Dois aspectos notáveis de sua trajetória: o trânsito interdisciplinar e o trabalho colaborativo em equipes. Este trânsito interdisciplinar está presente pela aproximação constante que busca estabelecer entre sociologia e demografia, estando sempre muito comprometida com o desenvolvimento da sociodemografia na América Latina. Também como resultado dessa dimensão interdisciplinar encontramos em suas pesquisas enfoques metodológicos tanto de bases quantitativas como qualitativas, empenhada em destacar as experiências e os processos de subjetivação dos fenômenos demográficos, econômicos e socioculturais na trajetória de vida das pessoas. Aliada a esta visão, tem produzido, de forma fecunda, análises que articulam o macrossocial com o micro social, encontrando nas unidades domésticas um lugar de mediação entre essas diferentes instâncias do social.

Quanto ao trabalho colaborativo, participou em pesquisas conjuntas com Brígida Garcia, Fernando Cortés, Vania Salles, Bryan Roberts, Humberto Munhoz e Teresita de Barbiere, entre outras e outros pesquisadores. Notável é que entre seus parceiros de pesquisa, encontramos ex-orientandos como Marina Ariza e Minor Mora Salas, que seguem se inspirando nessa alegria irradiante que apresenta diante dos embates e desafios da pesquisa, tornando tudo muito divertido, pois Lana, Laninha confere alegria nas descobertas da investigação, com esse espírito do destemor que a tem colocado no lugar de destaque que se encontra até hoje.

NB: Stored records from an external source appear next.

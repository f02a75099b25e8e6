use std::{path::PathBuf, sync::Arc};

use {
    clap::{Parser, Subcommand},
    lootsplit_channels::StaticDirectory,
    lootsplit_commands::{Caller, LootService, Renderer, ServiceSettings},
    lootsplit_config::{AuthConfig, LootsplitConfig},
    lootsplit_sessions::{ChannelKey, JsonFileStore},
    tracing::{debug, info},
    tracing_subscriber::{EnvFilter, fmt, layer::SubscriberExt, util::SubscriberInitExt},
};

#[derive(Parser)]
#[command(name = "lootsplit", about = "lootsplit: loot run tracker and fair split")]
struct Cli {
    #[command(subcommand)]
    command: Commands,

    /// Directory holding lootsplit.toml and the session snapshot.
    #[arg(long, global = true)]
    config_dir: Option<PathBuf>,

    /// Log level (trace, debug, info, warn, error).
    #[arg(long, global = true, default_value = "warn")]
    log_level: String,

    /// Output logs as JSON instead of human-readable.
    #[arg(long, global = true, default_value_t = false)]
    json_logs: bool,
}

#[derive(Subcommand, Debug, Clone, PartialEq)]
enum Commands {
    /// Open a loot session for the mentioned players.
    Start {
        #[arg(long)]
        channel: String,
        /// User id of the leader starting the session.
        #[arg(long = "as")]
        caller: String,
        /// Player mentions, e.g. "<@111> <@222>".
        #[arg(long)]
        players: String,
        /// Guild tax percent (defaults to the configured value).
        #[arg(long)]
        tax: Option<i64>,
    },
    /// Record cash a player looted.
    AddCash {
        #[arg(long)]
        channel: String,
        #[arg(long)]
        player: String,
        /// Amount such as 50k or 1.25m.
        #[arg(allow_hyphen_values = true)]
        amount: String,
    },
    /// Add item value to the shared pool (negative to correct).
    AddItems {
        #[arg(long)]
        channel: String,
        #[arg(allow_hyphen_values = true)]
        amount: String,
    },
    /// Show the running totals.
    Status {
        #[arg(long)]
        channel: String,
    },
    /// Settle and close the session.
    Finalize {
        #[arg(long)]
        channel: String,
        #[arg(long = "as")]
        caller: String,
    },
    /// Discard the session without settling.
    Cancel {
        #[arg(long)]
        channel: String,
        #[arg(long = "as")]
        caller: String,
    },
    /// List channels with an active session.
    Sessions,
}

fn init_telemetry(cli: &Cli) {
    let filter =
        EnvFilter::try_from_default_env().unwrap_or_else(|_| EnvFilter::new(&cli.log_level));

    if cli.json_logs {
        tracing_subscriber::registry()
            .with(filter)
            .with(
                fmt::layer()
                    .json()
                    .with_target(true)
                    .with_thread_ids(false)
                    .with_writer(std::io::stderr),
            )
            .init();
    } else {
        tracing_subscriber::registry()
            .with(filter)
            .with(
                fmt::layer()
                    .with_target(false)
                    .with_thread_ids(false)
                    .with_ansi(true)
                    .with_writer(std::io::stderr),
            )
            .init();
    }
}

/// Build the command service from config: the snapshot file for
/// persistence and the `[members]` table as the member directory.
fn build_service(config: &LootsplitConfig) -> anyhow::Result<LootService> {
    let sessions_path = config
        .storage
        .resolve_sessions_path(&lootsplit_config::data_dir());
    debug!(path = %sessions_path.display(), "using session snapshot");
    let directory = StaticDirectory::from(config.members.clone());
    LootService::load(
        Arc::new(JsonFileStore::new(sessions_path)),
        Arc::new(directory),
        ServiceSettings::from_config(config),
    )
}

/// Run one command and return the reply text.
async fn execute(
    service: &LootService,
    renderer: &Renderer,
    auth: &AuthConfig,
    command: Commands,
) -> anyhow::Result<String> {
    let caller = |user_id: String| {
        let authorized = auth.is_admin(&user_id);
        Caller::new(user_id, authorized)
    };

    let reply = match command {
        Commands::Start {
            channel,
            caller: user_id,
            players,
            tax,
        } => {
            let started = service
                .start(&ChannelKey::new(channel), &caller(user_id), &players, tax)
                .await?;
            renderer.started(&started)
        },
        Commands::AddCash {
            channel,
            player,
            amount,
        } => {
            let added = service
                .add_cash(&ChannelKey::new(channel), &player, &amount)
                .await?;
            renderer.cash_added(&added)
        },
        Commands::AddItems { channel, amount } => {
            let added = service
                .add_items(&ChannelKey::new(channel), &amount)
                .await?;
            renderer.items_added(&added)
        },
        Commands::Status { channel } => {
            let status = service.status(&ChannelKey::new(channel)).await?;
            renderer.status(&status)
        },
        Commands::Finalize {
            channel,
            caller: user_id,
        } => {
            let report = service
                .finalize(&ChannelKey::new(channel), &caller(user_id))
                .await?;
            renderer.settlement(&report)
        },
        Commands::Cancel {
            channel,
            caller: user_id,
        } => {
            service
                .cancel(&ChannelKey::new(channel), &caller(user_id))
                .await?;
            renderer.cancelled()
        },
        Commands::Sessions => {
            let channels = service.active_channels().await;
            if channels.is_empty() {
                "No active loot sessions.".to_string()
            } else {
                channels
                    .iter()
                    .map(ChannelKey::to_string)
                    .collect::<Vec<_>>()
                    .join("\n")
            }
        },
    };
    Ok(reply)
}

#[tokio::main]
async fn main() -> anyhow::Result<()> {
    dotenvy::dotenv().ok();
    let cli = Cli::parse();
    init_telemetry(&cli);

    if let Some(dir) = cli.config_dir.clone() {
        lootsplit_config::set_config_dir(dir);
    }
    let config = lootsplit_config::discover_and_load();
    info!(version = env!("CARGO_PKG_VERSION"), "lootsplit starting");

    let service = build_service(&config)?;
    let renderer = Renderer::new(config.ledger.thousands_separator.clone());
    let reply = execute(&service, &renderer, &config.auth, cli.command).await?;
    println!("{reply}");
    Ok(())
}

#[cfg(test)]
mod tests {
    use {super::*, std::collections::BTreeMap};

    fn config(dir: &std::path::Path) -> LootsplitConfig {
        let mut config = LootsplitConfig::default();
        config.storage.sessions_path = dir.join("sessions.json");
        config.auth.admins = vec!["111".into()];
        config.members = BTreeMap::from([
            ("111".to_string(), "Aria".to_string()),
            ("222".to_string(), "Bram".to_string()),
        ]);
        config
    }

    #[test]
    fn parses_subcommands() {
        let cli = Cli::try_parse_from([
            "lootsplit",
            "add-items",
            "--channel",
            "c1",
            "-200k",
        ])
        .unwrap();
        assert_eq!(cli.command, Commands::AddItems {
            channel: "c1".into(),
            amount: "-200k".into(),
        });

        let cli = Cli::try_parse_from([
            "lootsplit",
            "start",
            "--channel",
            "c1",
            "--as",
            "111",
            "--players",
            "<@111> <@222>",
            "--tax",
            "10",
        ])
        .unwrap();
        assert!(matches!(cli.command, Commands::Start { tax: Some(10), .. }));
    }

    #[tokio::test]
    async fn full_session_through_the_cli() {
        let dir = tempfile::tempdir().unwrap();
        let config = config(dir.path());
        let renderer = Renderer::default();

        let run = |command: Commands| {
            let config = config.clone();
            let renderer = renderer.clone();
            async move {
                let service = build_service(&config).unwrap();
                execute(&service, &renderer, &config.auth, command).await
            }
        };

        let reply = run(Commands::Start {
            channel: "c1".into(),
            caller: "111".into(),
            players: "<@111> <@222>".into(),
            tax: None,
        })
        .await
        .unwrap();
        assert!(reply.contains("<@222> (Bram)"));

        run(Commands::AddCash {
            channel: "c1".into(),
            player: "222".into(),
            amount: "100k".into(),
        })
        .await
        .unwrap();

        let reply = run(Commands::Sessions).await.unwrap();
        assert_eq!(reply, "c1");

        let err = run(Commands::Finalize {
            channel: "c1".into(),
            caller: "222".into(),
        })
        .await
        .unwrap_err();
        assert!(err.to_string().contains("permission"));

        let reply = run(Commands::Finalize {
            channel: "c1".into(),
            caller: "111".into(),
        })
        .await
        .unwrap();
        assert!(reply.contains("<@222> -> <@111>: 50.000 silver"));

        let err = run(Commands::Status {
            channel: "c1".into(),
        })
        .await
        .unwrap_err();
        assert!(err.to_string().contains("no active loot session"));
    }
}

Sugestões de obras da autora:

OLIVEIRA, Orlandina de, Brígida GARCÍA y Humberto MUÑOZ, Familia y mercado de trabajo (un estudio de dos ciudades brasileñas), México, El Colegio de México, UNAM, 1983.

__________________________ y Brígida GARCÍA, Trabajo femenino y vida familiar en México, México, El Colegio de México, 1994.

__________________________ y Brígida GARCÍA, Las familias en el México metropolitano: visiones femeninas y masculinas, México, El Colegio de México, 2006.

OLIVEIRA, Orlandina; ARIZA, Marina. Imágenes de la familia en el cambio de siglo, universo familiar y procesos demográficos contemporáneos Instituto de Investigaciones Sociales (IISUNAM): Mexico City, Mexico (2004)

OLIVEIRA, Orlandina e MORA SALAS, Minor. Entre la desilusión y la esperanza: Jóvenes en una sociedade desigual. Ciudad de México: El Colégio de México, Centro de Estudios Sociológicos, 2022.